Avez-vous l’impression que la particularité de votre positionnement inspire certains de vos collègues ?

Mes collègues savent l’enfer de douleurs qui est le mien, et je constate que mon enthousiasme et ma disponibilité suscitent beaucoup de respect. Sans doute sentent-ils aussi chez moi de l’empathie, de la bienveillance… Car on ne peut prôner certaines choses sur le plan politique sans en vivre sur le plan personnel. Depuis que je suis revenue, les gens me trouvent beaucoup plus humaine, plus authentique. Ceux qui me connaissent me disent : « voilà enfin la vraie Vanessa ! » 

En tant que députée, avez-vous l’impression que le politique dispose des leviers de pouvoir pour lutter contre le phénomène de l’accélération ?

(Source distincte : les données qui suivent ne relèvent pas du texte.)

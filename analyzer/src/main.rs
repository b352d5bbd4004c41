use clap::Parser;
use std::io::Write;
use std::path::PathBuf;

use ctxlint::driver::{self, AnalysisConfig};
use ctxlint::error::RunError;
use ctxlint::modules::ModuleRegistry;
use ctxlint::provider::FsProvider;
use ctxlint::report::{self, ReportFormat};
use ctxlint::resolve::SentinelSpec;

#[derive(Parser, Debug)]
#[command(
    name = "ctxlint",
    version,
    about = "ctxlint — reports context variables that are overwritten before they are used"
)]
struct Cli {
    /// Unit directories to analyze, relative to the working directory
    #[arg(required = true)]
    units: Vec<String>,

    /// Module that declares the sentinel type
    #[arg(long, default_value = "golang.org/x/net/context")]
    module: String,

    /// Name of the sentinel type within the module
    #[arg(long = "type", default_value = "Context")]
    type_name: String,

    /// Extra module stub root, consulted before the built-in stubs (repeatable)
    #[arg(long)]
    stub_dir: Vec<PathBuf>,

    /// Report format
    #[arg(long, value_enum, default_value_t = ReportFormat::Text)]
    format: ReportFormat,

    /// Log a summary of each unit's analysis phases
    #[arg(short, long)]
    verbose: bool,
}

fn main() {
    let cli = Cli::parse();
    ctxlint::logging::init(cli.verbose);

    let base_dir = match std::env::current_dir() {
        Ok(dir) => dir,
        Err(e) => {
            eprintln!("Error: cannot determine working directory: {e}");
            std::process::exit(1);
        }
    };

    let provider = FsProvider::new(ModuleRegistry::with_stub_dirs(&cli.stub_dir));
    let config = AnalysisConfig {
        sentinel: SentinelSpec {
            module: cli.module,
            type_name: cli.type_name,
        },
        format: cli.format,
    };

    let stderr = std::io::stderr();
    let mut sink = stderr.lock();
    let result = driver::run(&provider, &cli.units, &base_dir, &config, &mut sink);
    match result {
        Ok(()) => {}
        // The exit status carries the failure; a stderr that cannot be
        // written to has nowhere left to report to.
        Err(RunError::Units(errors)) => {
            let _ = report::write_errors(&mut sink, &errors);
            let _ = sink.flush();
            std::process::exit(1);
        }
        Err(e) => {
            let _ = writeln!(sink, "Error: {e}");
            let _ = sink.flush();
            std::process::exit(1);
        }
    }
}
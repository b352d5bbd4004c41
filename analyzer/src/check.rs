// check.rs — Type checking of Go packages into a shared session
//
// A `Session` owns everything a checked unit refers to: source text, the
// type table, scopes and objects, and the identifier binding table. The unit
// package and every module it imports (transitively) are checked into the
// same session, so a type reached through two import paths is one `TypeId`.
//
// Checking a package runs in passes: file scopes and imports, type names,
// aliases, underlying types, function and method signatures, package-level
// constants, package-level variables, and finally function bodies.
//
// Preconditions: files come from `Session::parse_file`.
// Postconditions: every identifier resolved during checking is recorded in
//                 `bindings` with role `Def` or `Use`.
// Failure modes: the first type error aborts the package with a `Diagnostic`.
// Side effects: imports read module files through the `ModuleRegistry`.

use std::collections::{HashMap, HashSet};
use std::path::PathBuf;
use std::sync::Arc;

use tracing::debug;

use crate::ast::{self, Expr, ExprKind, Ident, Stmt, StmtKind, TypeExpr, TypeExprKind};
use crate::binding::{BindingTable, Builtin, ObjKind, Role, ScopeKind, Symbols};
use crate::diag::{codes, DiagCode, Diagnostic};
use crate::id::{FileId, ObjId, ScopeId, TypeId};
use crate::modules::{ModuleFile, ModuleRegistry};
use crate::parser;
use crate::source::{Pos, SourceMap};
use crate::types::{BasicKind, FuncSig, TypeKind, TypeTable};

// ── Session ─────────────────────────────────────────────────────────────────

/// A file registered in a session together with its syntax tree.
#[derive(Debug, Clone)]
pub struct ParsedFile {
    pub id: FileId,
    pub ast: ast::File,
}

/// An imported module: its package scope and package-clause name.
#[derive(Debug, Clone)]
pub struct ModuleInfo {
    pub scope: ScopeId,
    pub name: String,
}

#[derive(Debug, Clone)]
enum ModuleState {
    Checking,
    Ready(ModuleInfo),
}

/// Why a module could not be imported.
#[derive(Debug, Clone)]
pub enum ModuleError {
    NotFound,
    Cycle,
    Io(String),
    Failed(Diagnostic),
}

/// Type-checking state for one unit and its imports.
#[derive(Debug)]
pub struct Session {
    pub sources: SourceMap,
    pub types: TypeTable,
    pub symbols: Symbols,
    pub bindings: BindingTable,
    pub universe: ScopeId,
    registry: Arc<ModuleRegistry>,
    modules: HashMap<String, ModuleState>,
    /// Field and interface-method objects of struct/interface types.
    member_objs: HashMap<(TypeId, String), ObjId>,
}

impl Session {
    pub fn new(registry: Arc<ModuleRegistry>) -> Self {
        let mut types = TypeTable::new();
        let mut symbols = Symbols::new();
        let mut member_objs = HashMap::new();
        let universe = symbols.new_scope(None, ScopeKind::Universe);

        let predeclared = [
            ("bool", BasicKind::Bool),
            ("int", BasicKind::Int),
            ("int32", BasicKind::Int32),
            ("int64", BasicKind::Int64),
            ("uint8", BasicKind::Uint8),
            ("float64", BasicKind::Float64),
            ("string", BasicKind::String),
            ("byte", BasicKind::Uint8),
            ("rune", BasicKind::Int32),
        ];
        for (name, kind) in predeclared {
            let _ = symbols.declare(universe, name, ObjKind::TypeName, types.basic(kind), None);
        }
        let error = types.error_type();
        let _ = symbols.declare(universe, "error", ObjKind::TypeName, error, None);
        let any = types.empty_interface();
        let _ = symbols.declare(universe, "any", ObjKind::TypeName, any, None);

        // error.Error
        let members = symbols.new_scope(Some(universe), ScopeKind::Members);
        let error_iface = types.underlying(error);
        let error_sig = types
            .interface_methods(error)
            .and_then(|m| m.first())
            .map(|(_, sig)| *sig)
            .unwrap_or_else(|| types.invalid());
        let method = symbols.new_obj(members, "Error", ObjKind::Field, error_sig, None);
        member_objs.insert((error_iface, "Error".to_string()), method);
        if let Some(n) = types.as_named(error) {
            types.named_mut(n).members.push(("Error".to_string(), method));
        }

        let untyped_bool = types.basic(BasicKind::UntypedBool);
        let _ = symbols.declare(universe, "true", ObjKind::Const, untyped_bool, None);
        let _ = symbols.declare(universe, "false", ObjKind::Const, untyped_bool, None);
        let untyped_int = types.basic(BasicKind::UntypedInt);
        let _ = symbols.declare(universe, "iota", ObjKind::Const, untyped_int, None);
        let nil = types.basic(BasicKind::UntypedNil);
        let _ = symbols.declare(universe, "nil", ObjKind::Nil, nil, None);
        for builtin in Builtin::ALL {
            let _ = symbols.declare(
                universe,
                builtin.name(),
                ObjKind::Builtin(builtin),
                types.invalid(),
                None,
            );
        }

        Session {
            sources: SourceMap::new(),
            types,
            symbols,
            bindings: BindingTable::new(),
            universe,
            registry,
            modules: HashMap::new(),
            member_objs,
        }
    }

    /// Register a file and parse it. The first syntax error is returned.
    pub fn parse_file(
        &mut self,
        path: impl Into<PathBuf>,
        text: impl Into<String>,
    ) -> Result<ParsedFile, Diagnostic> {
        let id = self.sources.add(path, text);
        let result = parser::parse(&self.sources.file(id).text);
        if let Some(err) = result.errors.first() {
            return Err(Diagnostic::new(id, *err.span(), err.to_string()).with_code(codes::E0001));
        }
        match result.file {
            Some(ast) => Ok(ParsedFile { id, ast }),
            None => Err(Diagnostic::new(id, (0..0).into(), "expected package clause")
                .with_code(codes::E0001)),
        }
    }

    /// Check the files of one package. Returns the package scope.
    pub fn check_package(
        &mut self,
        pkg_name: &str,
        files: &[ParsedFile],
    ) -> Result<ScopeId, Diagnostic> {
        let scope = self.symbols.new_scope(Some(self.universe), ScopeKind::Package);
        let mut checker = Checker::new(self, pkg_name);
        checker.package(scope, files)?;
        Ok(scope)
    }

    /// Import `module` into the session, checking it on first use.
    pub fn load_module(&mut self, module: &str) -> Result<ModuleInfo, ModuleError> {
        match self.modules.get(module) {
            Some(ModuleState::Ready(info)) => return Ok(info.clone()),
            Some(ModuleState::Checking) => return Err(ModuleError::Cycle),
            None => {}
        }
        let files = self
            .registry
            .find(module)
            .map_err(|e| ModuleError::Io(e.to_string()))?
            .ok_or(ModuleError::NotFound)?;

        self.modules
            .insert(module.to_string(), ModuleState::Checking);
        match self.check_module_files(files) {
            Ok(info) => {
                debug!(module, package = %info.name, "module checked");
                self.modules
                    .insert(module.to_string(), ModuleState::Ready(info.clone()));
                Ok(info)
            }
            Err(diag) => {
                self.modules.remove(module);
                Err(ModuleError::Failed(diag))
            }
        }
    }

    fn check_module_files(&mut self, files: Vec<ModuleFile>) -> Result<ModuleInfo, Diagnostic> {
        let mut parsed = Vec::with_capacity(files.len());
        for file in files {
            parsed.push(self.parse_file(file.path, file.text)?);
        }
        let name = package_name(&parsed)?;
        let scope = self.check_package(&name, &parsed)?;
        Ok(ModuleInfo { scope, name })
    }
}
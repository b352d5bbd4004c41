// report.rs — Rendering unit reports and the failure summary
//
// Preconditions: hazards are already sorted and their positions resolved.
// Postconditions: a clean unit writes nothing in either format.
// Failure modes: I/O errors from the sink.
// Side effects: writes to the given sink only.

use std::io::{self, Write};

use serde::Serialize;

use crate::detect::HazardKind;
use crate::error::AggregateError;
use crate::source::Position;

#[derive(Debug, Clone, Copy, PartialEq, Eq, Default, clap::ValueEnum)]
pub enum ReportFormat {
    /// `[Overwrite]` blocks, one tab-indented position per line
    #[default]
    Text,
    /// One pretty-printed JSON document per unit with hazards
    Json,
}

#[derive(Debug, Clone, PartialEq, Eq, Serialize)]
pub struct ReportedHazard {
    pub kind: HazardKind,
    pub symbol: String,
    pub positions: Vec<Position>,
}

/// Everything reported for one unit.
#[derive(Debug, Clone, PartialEq, Eq, Serialize)]
pub struct UnitReport {
    pub unit: String,
    pub fingerprint: String,
    pub hazards: Vec<ReportedHazard>,
}

impl UnitReport {
    pub fn is_clean(&self) -> bool {
        self.hazards.is_empty()
    }
}

pub fn write_report(sink: &mut dyn Write, report: &UnitReport, format: ReportFormat) -> io::Result<()> {
    if report.is_clean() {
        return Ok(());
    }
    match format {
        ReportFormat::Text => {
            for hazard in &report.hazards {
                writeln!(sink, "[{}]", hazard.kind.label())?;
                for pos in &hazard.positions {
                    writeln!(sink, "\t {pos}")?;
                }
            }
        }
        ReportFormat::Json => {
            serde_json::to_writer_pretty(&mut *sink, report)?;
            writeln!(sink)?;
        }
    }
    Ok(())
}

pub fn write_errors(sink: &mut dyn Write, errors: &AggregateError) -> io::Result<()> {
    writeln!(sink, "{errors}")
}
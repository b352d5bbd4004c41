// Snapshot tests: lock the rendered report formats.
//
// Reports are produced through the library API over `tests/fixtures/` and
// stored under `analyzer/tests/snapshots/`. The JSON snapshot includes the
// unit fingerprint, so any edit to the fixture source changes it.
//
// Run `cargo insta review` after intentional output changes to update baselines.

use std::path::{Path, PathBuf};

use ctxlint::report::ReportFormat;
use ctxlint::{run, AnalysisConfig, FsProvider};

fn fixtures_dir() -> PathBuf {
    Path::new(env!("CARGO_MANIFEST_DIR")).join("tests/fixtures")
}

fn render(units: &[&str], format: ReportFormat) -> String {
    let units: Vec<String> = units.iter().map(|u| u.to_string()).collect();
    let config = AnalysisConfig {
        format,
        ..AnalysisConfig::default()
    };
    let mut out = Vec::new();
    run(&FsProvider::default(), &units, &fixtures_dir(), &config, &mut out)
        .unwrap_or_else(|e| panic!("run of {units:?} failed: {e}"));
    String::from_utf8(out).expect("non-UTF8 report")
}

#[test]
fn snapshot_text_two_funcs_multi_file() {
    let out = render(&["two_funcs", "local_clean", "multi_file"], ReportFormat::Text);
    insta::assert_snapshot!("text_two_funcs_multi_file", out);
}

#[test]
fn snapshot_json_local_reassigned() {
    let out = render(&["local_reassigned"], ReportFormat::Json);
    insta::assert_snapshot!("json_local_reassigned", out);
}
impl TypeTable {
    pub fn new() -> Self {
        let mut table = TypeTable {
            kinds: Vec::new(),
            interned: HashMap::new(),
            named: Vec::new(),
            basics: Vec::new(),
            error: TypeId(0),
            empty_interface: TypeId(0),
        };
        for kind in ALL_BASIC {
            let id = table.intern(TypeKind::Basic(kind));
            table.basics.push(id);
        }
        table.empty_interface = table.intern(TypeKind::Interface(Vec::new()));

        // type error interface { Error() string }
        let string = table.basic(BasicKind::String);
        let error_sig = table.intern(TypeKind::Func(FuncSig {
            params: Vec::new(),
            results: vec![string],
            variadic: false,
        }));
        let error_iface = table.intern(TypeKind::Interface(vec![("Error".to_string(), error_sig)]));
        table.error = table.new_named("error", "");
        table.set_underlying(table.error, error_iface);
        table
    }

    /// Return the id of a structural type, allocating it on first use.
    pub fn intern(&mut self, kind: TypeKind) -> TypeId {
        if let Some(&id) = self.interned.get(&kind) {
            return id;
        }
        let id = TypeId(next_raw(self.kinds.len()));
        self.kinds.push(kind.clone());
        self.interned.insert(kind, id);
        id
    }

    pub fn kind(&self, t: TypeId) -> &TypeKind {
        &self.kinds[t.index()]
    }

    pub fn basic(&self, kind: BasicKind) -> TypeId {
        self.basics[kind as usize]
    }

    pub fn invalid(&self) -> TypeId {
        self.basic(BasicKind::Invalid)
    }

    pub fn error_type(&self) -> TypeId {
        self.error
    }

    pub fn empty_interface(&self) -> TypeId {
        self.empty_interface
    }

    // ── Named types ──

    /// Declare a new named type. Its underlying type is set later.
    pub fn new_named(&mut self, name: &str, pkg: &str) -> TypeId {
        let named = NamedId(next_raw(self.named.len()));
        self.named.push(NamedInfo {
            name: name.to_string(),
            pkg: pkg.to_string(),
            underlying: None,
            methods: Vec::new(),
            members: Vec::new(),
        });
        self.intern(TypeKind::Named(named))
    }

    pub fn as_named(&self, t: TypeId) -> Option<NamedId> {
        match self.kind(t) {
            TypeKind::Named(n) => Some(*n),
            _ => None,
        }
    }

    pub fn named(&self, id: NamedId) -> &NamedInfo {
        &self.named[id.index()]
    }

    pub fn named_mut(&mut self, id: NamedId) -> &mut NamedInfo {
        &mut self.named[id.index()]
    }

    /// Set the underlying type of named type `t`. The stored underlying type
    /// is never itself a named type.
    pub fn set_underlying(&mut self, t: TypeId, underlying: TypeId) {
        let underlying = self.underlying(underlying);
        if let Some(n) = self.as_named(t) {
            self.named[n.index()].underlying = Some(underlying);
        }
    }

    pub fn underlying(&self, t: TypeId) -> TypeId {
        match self.kind(t) {
            TypeKind::Named(n) => self.named[n.index()]
                .underlying
                .unwrap_or_else(|| self.invalid()),
            _ => t,
        }
    }

    /// Named and typed predeclared types count as "named" for assignability.
    pub fn is_named(&self, t: TypeId) -> bool {
        match self.kind(t) {
            TypeKind::Named(_) => true,
            TypeKind::Basic(k) => !k.is_untyped() && *k != BasicKind::Invalid,
            _ => false,
        }
    }

    // ── Classification ──

    pub fn basic_kind(&self, t: TypeId) -> Option<BasicKind> {
        match self.kind(self.underlying(t)) {
            TypeKind::Basic(k) => Some(*k),
            _ => None,
        }
    }

    pub fn is_invalid(&self, t: TypeId) -> bool {
        self.basic_kind(t) == Some(BasicKind::Invalid)
    }

    pub fn is_untyped(&self, t: TypeId) -> bool {
        self.basic_kind(t).is_some_and(BasicKind::is_untyped)
    }

    pub fn is_numeric(&self, t: TypeId) -> bool {
        self.basic_kind(t).is_some_and(BasicKind::is_numeric)
    }

    pub fn is_integer(&self, t: TypeId) -> bool {
        self.basic_kind(t).is_some_and(BasicKind::is_integer)
    }

    pub fn is_string(&self, t: TypeId) -> bool {
        self.basic_kind(t).is_some_and(BasicKind::is_string)
    }

    pub fn is_boolean(&self, t: TypeId) -> bool {
        self.basic_kind(t).is_some_and(BasicKind::is_boolean)
    }

    pub fn func_sig(&self, t: TypeId) -> Option<&FuncSig> {
        match self.kind(self.underlying(t)) {
            TypeKind::Func(sig) => Some(sig),
            _ => None,
        }
    }

    pub fn interface_methods(&self, t: TypeId) -> Option<&[(String, TypeId)]> {
        match self.kind(self.underlying(t)) {
            TypeKind::Interface(methods) => Some(methods),
            _ => None,
        }
    }

    /// Default type of an untyped constant; `None` for untyped nil.
    pub fn default_type(&self, t: TypeId) -> Option<TypeId> {
        let kind = match self.kind(t) {
            TypeKind::Basic(k) => *k,
            _ => return Some(t),
        };
        let typed = match kind {
            BasicKind::UntypedBool => BasicKind::Bool,
            BasicKind::UntypedInt => BasicKind::Int,
            BasicKind::UntypedRune => BasicKind::Int32,
            BasicKind::UntypedFloat => BasicKind::Float64,
            BasicKind::UntypedString => BasicKind::String,
            BasicKind::UntypedNil => return None,
            _ => return Some(t),
        };
        Some(self.basic(typed))
    }

    /// Result type of combining two untyped constants of numeric kind.
    pub fn untyped_join(&self, a: TypeId, b: TypeId) -> TypeId {
        match (self.kind(a), self.kind(b)) {
            (TypeKind::Basic(x), TypeKind::Basic(y)) if x.untyped_rank() >= y.untyped_rank() => a,
            _ => b,
        }
    }

    // ── Method sets and assignability ──

    /// Signature of method `name` in the method set of `t`.
    ///
    /// Values of a named type `T` carry the methods with value receivers;
    /// `*T` carries all methods of `T`.
    pub fn method_set_lookup(&self, t: TypeId, name: &str) -> Option<TypeId> {
        if let Some(methods) = self.interface_methods(t) {
            return methods.iter().find(|(n, _)| n == name).map(|(_, sig)| *sig);
        }
        match self.kind(t) {
            TypeKind::Named(n) => self.named[n.index()]
                .methods
                .iter()
                .find(|m| m.name == name && !m.pointer_recv)
                .map(|m| m.sig),
            TypeKind::Pointer(base) => match self.kind(*base) {
                TypeKind::Named(n) => self.named[n.index()]
                    .methods
                    .iter()
                    .find(|m| m.name == name)
                    .map(|m| m.sig),
                _ => None,
            },
            _ => None,
        }
    }

    /// Whether `t` implements interface type `iface`.
    pub fn implements(&self, t: TypeId, iface: TypeId) -> bool {
        let Some(methods) = self.interface_methods(iface) else {
            return false;
        };
        methods
            .iter()
            .all(|(name, sig)| self.method_set_lookup(t, name) == Some(*sig))
    }

    /// Whether an untyped constant of kind `from` can become a value of the
    /// basic type `to`.
    fn representable(from: BasicKind, to: BasicKind) -> bool {
        match from {
            BasicKind::UntypedBool => to == BasicKind::Bool,
            BasicKind::UntypedInt | BasicKind::UntypedRune => to.is_numeric() && !to.is_untyped(),
            BasicKind::UntypedFloat => to == BasicKind::Float64,
            BasicKind::UntypedString => to == BasicKind::String,
            _ => false,
        }
    }

    /// Whether a value of type `v` may be assigned to a variable of type `t`.
    pub fn assignable(&self, v: TypeId, t: TypeId) -> bool {
        if v == t || self.is_invalid(v) || self.is_invalid(t) {
            return true;
        }
        let tu = self.underlying(t);

        if let TypeKind::Basic(vb) = self.kind(v) {
            if vb.is_untyped() {
                return match (vb, self.kind(tu)) {
                    (BasicKind::UntypedNil, kind) => matches!(
                        kind,
                        TypeKind::Pointer(_)
                            | TypeKind::Slice(_)
                            | TypeKind::Map { .. }
                            | TypeKind::Func(_)
                            | TypeKind::Interface(_)
                            | TypeKind::Chan { .. }
                    ),
                    (_, TypeKind::Interface(_)) => self
                        .default_type(v)
                        .is_some_and(|d| self.implements(d, t)),
                    (_, TypeKind::Basic(tb)) => Self::representable(*vb, *tb),
                    _ => false,
                };
            }
        }

        let vu = self.underlying(v);
        let one_unnamed = !self.is_named(v) || !self.is_named(t);
        if vu == tu && one_unnamed {
            return true;
        }
        if let TypeKind::Interface(_) = self.kind(tu) {
            return self.implements(v, t);
        }
        if let (
            TypeKind::Chan {
                recv_only: false,
                elem: ve,
            },
            TypeKind::Chan { elem: te, .. },
        ) = (self.kind(vu), self.kind(tu))
        {
            return ve == te && one_unnamed;
        }
        false
    }

    // ── Printing ──

    pub fn display(&self, t: TypeId) -> String {
        let mut out = String::new();
        self.write_type(&mut out, t);
        out
    }

    fn write_type(&self, out: &mut String, t: TypeId) {
        match self.kind(t) {
            TypeKind::Basic(k) => out.push_str(k.name()),
            TypeKind::Named(n) => {
                let info = &self.named[n.index()];
                if !info.pkg.is_empty() {
                    out.push_str(&info.pkg);
                    out.push('.');
                }
                out.push_str(&info.name);
            }
            TypeKind::Pointer(base) => {
                out.push('*');
                self.write_type(out, *base);
            }
            TypeKind::Slice(elem) => {
                out.push_str("[]");
                self.write_type(out, *elem);
            }
            TypeKind::Map { key, value } => {
                out.push_str("map[");
                self.write_type(out, *key);
                out.push(']');
                self.write_type(out, *value);
            }
            TypeKind::Chan { recv_only, elem } => {
                out.push_str(if *recv_only { "<-chan " } else { "chan " });
                self.write_type(out, *elem);
            }
            TypeKind::Func(sig) => {
                out.push_str("func");
                self.write_sig(out, sig);
            }
            TypeKind::Struct(fields) => {
                out.push_str("struct{");
                for (i, (name, ty)) in fields.iter().enumerate() {
                    if i > 0 {
                        out.push_str("; ");
                    }
                    let _ = write!(out, "{name} ");
                    self.write_type(out, *ty);
                }
                out.push('}');
            }
            TypeKind::Interface(methods) => {
                out.push_str("interface{");
                for (i, (name, sig)) in methods.iter().enumerate() {
                    if i > 0 {
                        out.push_str("; ");
                    }
                    out.push_str(name);
                    if let TypeKind::Func(sig) = self.kind(*sig) {
                        self.write_sig(out, sig);
                    }
                }
                out.push('}');
            }
            TypeKind::Tuple(items) => {
                out.push('(');
                self.write_list(out, items, false);
                out.push(')');
            }
        }
    }

    fn write_sig(&self, out: &mut String, sig: &FuncSig) {
        out.push('(');
        self.write_list(out, &sig.params, sig.variadic);
        out.push(')');
        match sig.results.as_slice() {
            [] => {}
            [single] => {
                out.push(' ');
                self.write_type(out, *single);
            }
            many => {
                out.push_str(" (");
                self.write_list(out, many, false);
                out.push(')');
            }
        }
    }

    fn write_list(&self, out: &mut String, items: &[TypeId], variadic: bool) {
        for (i, ty) in items.iter().enumerate() {
            if i > 0 {
                out.push_str(", ");
            }
            let last = i + 1 == items.len();
            match self.kind(*ty) {
                TypeKind::Slice(elem) if variadic && last => {
                    out.push_str("...");
                    self.write_type(out, *elem);
                }
                _ => self.write_type(out, *ty),
            }
        }
    }
}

L’accélération n’est pas un phénomène inévitable. Mais le problème du politique est qu’il est confronté à la nécessité de rebondir sur tout, et de toujours tenir compte du prochain scrutin. Bien sûr que le politique devrait davantage travailler sur le long terme. En même temps, les gens eux-mêmes sont dans cette logique du « tout, tout de suite ». Pour eux, les choses ne vont jamais assez vite, il faut toujours un coupable à tous les problèmes. Car on vit dans une société qui nous impose d’être toujours plus compétitif, plus performant, plus… Il convient donc de revisiter de manière fondamentale ce qui guide nos choix : que voulons-nous vraiment ? Cette mondialisation à tous vents, ce néolibéralisme si présent ? Nous prônons qu’il ne faut pas forcément davantage de richesses, mais une meilleure qualité de vie !

Un bel idéal… Mais pas facile à vendre !

Exact. Il y a un paradoxe : la population aspire à cela, mais elle est soumise à la tentation de la consommation immédiate. Et cela dans tous les domaines.